The task:
Search the records for lines with the word "user" and copy each match.

══════════

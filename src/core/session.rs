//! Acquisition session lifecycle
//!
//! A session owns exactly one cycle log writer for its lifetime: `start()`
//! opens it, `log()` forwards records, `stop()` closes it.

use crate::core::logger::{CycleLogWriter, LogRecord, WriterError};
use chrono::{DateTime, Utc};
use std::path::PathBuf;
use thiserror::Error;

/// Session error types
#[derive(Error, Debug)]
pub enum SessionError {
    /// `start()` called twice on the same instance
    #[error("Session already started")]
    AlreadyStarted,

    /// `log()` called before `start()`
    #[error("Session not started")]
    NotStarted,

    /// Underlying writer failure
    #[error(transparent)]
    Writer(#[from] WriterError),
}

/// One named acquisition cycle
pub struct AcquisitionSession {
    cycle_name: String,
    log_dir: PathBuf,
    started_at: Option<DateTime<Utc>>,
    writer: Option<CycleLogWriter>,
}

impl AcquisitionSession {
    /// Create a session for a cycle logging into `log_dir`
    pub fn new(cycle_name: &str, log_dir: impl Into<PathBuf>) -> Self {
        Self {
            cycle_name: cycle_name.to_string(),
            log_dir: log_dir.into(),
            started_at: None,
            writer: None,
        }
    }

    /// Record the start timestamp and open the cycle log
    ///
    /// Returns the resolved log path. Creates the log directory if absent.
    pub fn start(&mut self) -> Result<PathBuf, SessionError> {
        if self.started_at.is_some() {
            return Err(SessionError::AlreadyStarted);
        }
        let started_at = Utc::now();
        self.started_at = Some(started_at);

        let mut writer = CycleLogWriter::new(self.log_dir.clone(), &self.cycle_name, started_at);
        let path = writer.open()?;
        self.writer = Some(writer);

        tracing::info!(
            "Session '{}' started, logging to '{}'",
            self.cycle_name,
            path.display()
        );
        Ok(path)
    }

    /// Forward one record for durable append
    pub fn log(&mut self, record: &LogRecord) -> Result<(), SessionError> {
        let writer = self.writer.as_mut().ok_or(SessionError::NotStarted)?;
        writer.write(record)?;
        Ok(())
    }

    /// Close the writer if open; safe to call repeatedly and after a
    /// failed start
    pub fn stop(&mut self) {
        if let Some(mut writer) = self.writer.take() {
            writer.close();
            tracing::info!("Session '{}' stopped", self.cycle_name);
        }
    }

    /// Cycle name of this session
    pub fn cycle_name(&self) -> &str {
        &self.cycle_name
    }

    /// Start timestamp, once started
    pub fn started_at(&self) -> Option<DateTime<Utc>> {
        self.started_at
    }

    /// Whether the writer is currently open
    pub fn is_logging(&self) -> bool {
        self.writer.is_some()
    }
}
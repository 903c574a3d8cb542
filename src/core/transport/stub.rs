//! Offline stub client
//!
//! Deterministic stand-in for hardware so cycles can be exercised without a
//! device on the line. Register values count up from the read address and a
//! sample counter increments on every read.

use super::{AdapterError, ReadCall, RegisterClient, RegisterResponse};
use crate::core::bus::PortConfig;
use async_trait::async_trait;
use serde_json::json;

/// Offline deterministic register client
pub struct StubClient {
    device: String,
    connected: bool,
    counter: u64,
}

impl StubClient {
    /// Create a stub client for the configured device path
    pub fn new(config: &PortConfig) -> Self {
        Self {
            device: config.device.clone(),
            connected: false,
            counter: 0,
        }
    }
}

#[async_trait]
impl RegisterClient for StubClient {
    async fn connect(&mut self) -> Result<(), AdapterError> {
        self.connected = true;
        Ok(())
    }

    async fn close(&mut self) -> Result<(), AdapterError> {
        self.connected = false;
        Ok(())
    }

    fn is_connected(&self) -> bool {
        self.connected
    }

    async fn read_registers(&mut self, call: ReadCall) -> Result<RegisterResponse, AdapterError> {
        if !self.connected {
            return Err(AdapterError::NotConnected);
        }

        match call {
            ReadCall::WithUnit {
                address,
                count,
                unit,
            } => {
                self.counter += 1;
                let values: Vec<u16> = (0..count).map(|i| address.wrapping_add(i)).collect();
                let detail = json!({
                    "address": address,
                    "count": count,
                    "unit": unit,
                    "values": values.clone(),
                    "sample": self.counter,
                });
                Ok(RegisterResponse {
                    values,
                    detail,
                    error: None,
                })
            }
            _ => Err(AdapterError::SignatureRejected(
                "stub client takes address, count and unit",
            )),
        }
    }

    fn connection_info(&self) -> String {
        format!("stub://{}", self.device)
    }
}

══════════

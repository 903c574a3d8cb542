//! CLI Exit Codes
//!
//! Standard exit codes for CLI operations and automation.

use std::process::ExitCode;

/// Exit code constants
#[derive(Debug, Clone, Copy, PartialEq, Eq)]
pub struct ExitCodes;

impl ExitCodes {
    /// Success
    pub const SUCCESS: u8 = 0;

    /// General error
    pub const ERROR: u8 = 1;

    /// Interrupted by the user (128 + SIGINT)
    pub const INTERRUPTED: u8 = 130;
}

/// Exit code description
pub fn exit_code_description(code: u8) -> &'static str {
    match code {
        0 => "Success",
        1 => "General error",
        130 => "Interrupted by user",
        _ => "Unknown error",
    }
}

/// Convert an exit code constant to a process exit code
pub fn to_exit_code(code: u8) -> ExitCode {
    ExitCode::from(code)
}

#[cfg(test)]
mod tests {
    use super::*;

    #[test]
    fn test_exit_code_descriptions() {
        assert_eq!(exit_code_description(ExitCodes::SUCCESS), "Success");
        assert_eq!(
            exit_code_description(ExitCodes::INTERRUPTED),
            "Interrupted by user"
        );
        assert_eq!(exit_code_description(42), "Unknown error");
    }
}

══════════

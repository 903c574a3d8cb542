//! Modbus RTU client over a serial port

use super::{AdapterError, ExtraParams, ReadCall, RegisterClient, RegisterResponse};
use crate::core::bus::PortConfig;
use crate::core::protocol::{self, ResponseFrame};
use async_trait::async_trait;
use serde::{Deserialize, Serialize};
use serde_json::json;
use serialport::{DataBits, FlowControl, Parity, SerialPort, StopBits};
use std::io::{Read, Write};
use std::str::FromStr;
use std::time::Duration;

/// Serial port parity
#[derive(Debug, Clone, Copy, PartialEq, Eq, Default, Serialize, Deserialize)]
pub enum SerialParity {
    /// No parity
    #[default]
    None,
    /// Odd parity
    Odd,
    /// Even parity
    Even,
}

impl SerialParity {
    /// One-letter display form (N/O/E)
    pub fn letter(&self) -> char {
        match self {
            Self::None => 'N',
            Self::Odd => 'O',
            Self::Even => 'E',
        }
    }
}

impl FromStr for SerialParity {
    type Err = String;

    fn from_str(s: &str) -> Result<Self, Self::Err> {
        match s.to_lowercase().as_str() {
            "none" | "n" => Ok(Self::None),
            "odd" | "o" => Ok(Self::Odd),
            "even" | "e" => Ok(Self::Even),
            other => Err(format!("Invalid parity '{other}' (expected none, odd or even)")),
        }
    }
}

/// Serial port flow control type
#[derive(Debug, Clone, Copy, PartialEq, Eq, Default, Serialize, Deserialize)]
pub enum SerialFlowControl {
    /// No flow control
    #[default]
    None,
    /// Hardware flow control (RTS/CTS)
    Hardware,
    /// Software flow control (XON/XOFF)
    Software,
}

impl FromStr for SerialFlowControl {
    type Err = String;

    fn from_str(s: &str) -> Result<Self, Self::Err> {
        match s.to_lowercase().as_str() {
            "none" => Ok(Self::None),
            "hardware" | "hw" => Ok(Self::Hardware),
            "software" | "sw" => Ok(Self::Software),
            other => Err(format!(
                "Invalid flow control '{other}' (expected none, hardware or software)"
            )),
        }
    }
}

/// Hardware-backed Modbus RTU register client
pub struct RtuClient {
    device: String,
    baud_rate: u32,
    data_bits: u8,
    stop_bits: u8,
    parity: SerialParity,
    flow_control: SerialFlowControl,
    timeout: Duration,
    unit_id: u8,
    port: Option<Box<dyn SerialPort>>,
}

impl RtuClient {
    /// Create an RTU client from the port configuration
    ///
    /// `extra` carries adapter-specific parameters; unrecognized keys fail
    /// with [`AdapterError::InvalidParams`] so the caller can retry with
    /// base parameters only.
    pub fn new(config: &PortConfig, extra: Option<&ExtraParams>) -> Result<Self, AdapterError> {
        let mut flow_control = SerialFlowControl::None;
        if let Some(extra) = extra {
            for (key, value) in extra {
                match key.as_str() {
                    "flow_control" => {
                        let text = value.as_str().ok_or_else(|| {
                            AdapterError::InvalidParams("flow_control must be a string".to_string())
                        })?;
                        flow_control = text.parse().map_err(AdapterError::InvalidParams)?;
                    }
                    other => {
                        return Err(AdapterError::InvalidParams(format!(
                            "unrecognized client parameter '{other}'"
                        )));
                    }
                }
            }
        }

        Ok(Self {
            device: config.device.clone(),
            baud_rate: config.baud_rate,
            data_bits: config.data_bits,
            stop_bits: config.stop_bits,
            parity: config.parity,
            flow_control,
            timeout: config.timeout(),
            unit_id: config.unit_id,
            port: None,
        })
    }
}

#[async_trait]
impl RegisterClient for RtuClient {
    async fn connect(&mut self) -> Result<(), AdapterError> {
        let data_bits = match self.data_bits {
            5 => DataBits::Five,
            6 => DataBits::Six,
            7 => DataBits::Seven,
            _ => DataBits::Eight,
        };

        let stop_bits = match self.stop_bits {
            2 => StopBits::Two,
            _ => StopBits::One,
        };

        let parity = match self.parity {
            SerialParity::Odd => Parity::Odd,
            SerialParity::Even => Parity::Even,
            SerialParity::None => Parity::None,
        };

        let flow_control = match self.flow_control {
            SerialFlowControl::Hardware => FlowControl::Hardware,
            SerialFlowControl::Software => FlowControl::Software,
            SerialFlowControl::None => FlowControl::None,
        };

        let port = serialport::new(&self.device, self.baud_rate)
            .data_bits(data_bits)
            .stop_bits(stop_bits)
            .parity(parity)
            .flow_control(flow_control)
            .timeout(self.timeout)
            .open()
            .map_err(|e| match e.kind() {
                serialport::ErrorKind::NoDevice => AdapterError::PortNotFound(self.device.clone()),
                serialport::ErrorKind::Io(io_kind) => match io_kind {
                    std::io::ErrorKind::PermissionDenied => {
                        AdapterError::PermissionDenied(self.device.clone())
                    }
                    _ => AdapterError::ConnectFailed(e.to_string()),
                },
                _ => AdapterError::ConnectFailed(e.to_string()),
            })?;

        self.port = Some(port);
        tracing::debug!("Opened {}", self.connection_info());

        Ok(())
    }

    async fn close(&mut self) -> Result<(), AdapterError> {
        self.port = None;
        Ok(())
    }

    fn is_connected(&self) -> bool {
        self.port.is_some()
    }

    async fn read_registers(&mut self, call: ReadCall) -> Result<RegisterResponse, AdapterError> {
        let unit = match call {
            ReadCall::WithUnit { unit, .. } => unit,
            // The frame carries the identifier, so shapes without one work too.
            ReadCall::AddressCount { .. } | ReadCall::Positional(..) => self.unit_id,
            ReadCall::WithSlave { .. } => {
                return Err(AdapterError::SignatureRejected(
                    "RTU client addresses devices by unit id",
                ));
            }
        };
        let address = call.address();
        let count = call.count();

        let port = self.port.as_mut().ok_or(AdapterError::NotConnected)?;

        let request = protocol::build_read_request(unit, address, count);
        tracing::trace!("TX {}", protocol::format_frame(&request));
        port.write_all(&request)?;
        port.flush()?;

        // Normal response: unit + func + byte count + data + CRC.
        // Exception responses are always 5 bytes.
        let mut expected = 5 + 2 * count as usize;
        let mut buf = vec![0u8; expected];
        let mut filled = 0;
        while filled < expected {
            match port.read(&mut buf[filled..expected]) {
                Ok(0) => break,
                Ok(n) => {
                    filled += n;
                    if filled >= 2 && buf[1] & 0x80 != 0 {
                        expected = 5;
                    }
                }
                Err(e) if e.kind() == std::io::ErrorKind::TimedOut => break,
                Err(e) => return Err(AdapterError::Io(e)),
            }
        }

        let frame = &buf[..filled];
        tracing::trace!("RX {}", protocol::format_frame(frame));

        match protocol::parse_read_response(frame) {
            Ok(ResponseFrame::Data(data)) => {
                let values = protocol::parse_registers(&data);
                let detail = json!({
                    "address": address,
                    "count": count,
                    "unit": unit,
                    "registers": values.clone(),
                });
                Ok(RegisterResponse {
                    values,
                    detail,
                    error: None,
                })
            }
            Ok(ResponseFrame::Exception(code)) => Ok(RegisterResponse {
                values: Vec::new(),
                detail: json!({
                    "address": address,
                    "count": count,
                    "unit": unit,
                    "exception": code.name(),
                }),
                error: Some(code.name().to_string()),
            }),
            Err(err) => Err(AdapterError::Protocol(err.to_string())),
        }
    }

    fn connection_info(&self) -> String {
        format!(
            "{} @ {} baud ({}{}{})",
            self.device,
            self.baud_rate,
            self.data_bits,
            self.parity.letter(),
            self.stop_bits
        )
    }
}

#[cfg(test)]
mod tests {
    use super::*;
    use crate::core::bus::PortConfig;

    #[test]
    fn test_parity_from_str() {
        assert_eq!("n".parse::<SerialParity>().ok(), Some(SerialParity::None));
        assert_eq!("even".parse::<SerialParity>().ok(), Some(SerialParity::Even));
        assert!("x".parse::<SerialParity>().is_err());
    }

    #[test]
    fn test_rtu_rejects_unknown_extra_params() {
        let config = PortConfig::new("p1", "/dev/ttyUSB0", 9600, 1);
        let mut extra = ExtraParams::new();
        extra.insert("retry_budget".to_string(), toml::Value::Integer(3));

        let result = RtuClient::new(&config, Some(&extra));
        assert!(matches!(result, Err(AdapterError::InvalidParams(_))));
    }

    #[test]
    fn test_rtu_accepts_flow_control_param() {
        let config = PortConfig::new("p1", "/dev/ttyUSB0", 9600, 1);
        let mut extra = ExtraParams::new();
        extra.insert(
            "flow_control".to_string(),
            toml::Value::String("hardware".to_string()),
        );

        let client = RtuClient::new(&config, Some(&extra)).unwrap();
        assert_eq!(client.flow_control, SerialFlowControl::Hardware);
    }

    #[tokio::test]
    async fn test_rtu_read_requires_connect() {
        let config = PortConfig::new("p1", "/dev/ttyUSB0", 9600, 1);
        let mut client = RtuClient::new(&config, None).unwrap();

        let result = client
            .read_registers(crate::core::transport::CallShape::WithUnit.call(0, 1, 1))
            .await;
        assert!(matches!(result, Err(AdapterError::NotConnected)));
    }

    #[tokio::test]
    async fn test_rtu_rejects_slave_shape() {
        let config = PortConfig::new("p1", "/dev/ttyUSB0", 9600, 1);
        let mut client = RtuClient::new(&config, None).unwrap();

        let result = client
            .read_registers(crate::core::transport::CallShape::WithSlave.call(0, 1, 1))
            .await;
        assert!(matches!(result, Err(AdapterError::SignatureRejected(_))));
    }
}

══════════

Solved problem:
    /// Interrupted by the user (128 + SIGINT)
        130 => "Interrupted by user",
            "Interrupted by user"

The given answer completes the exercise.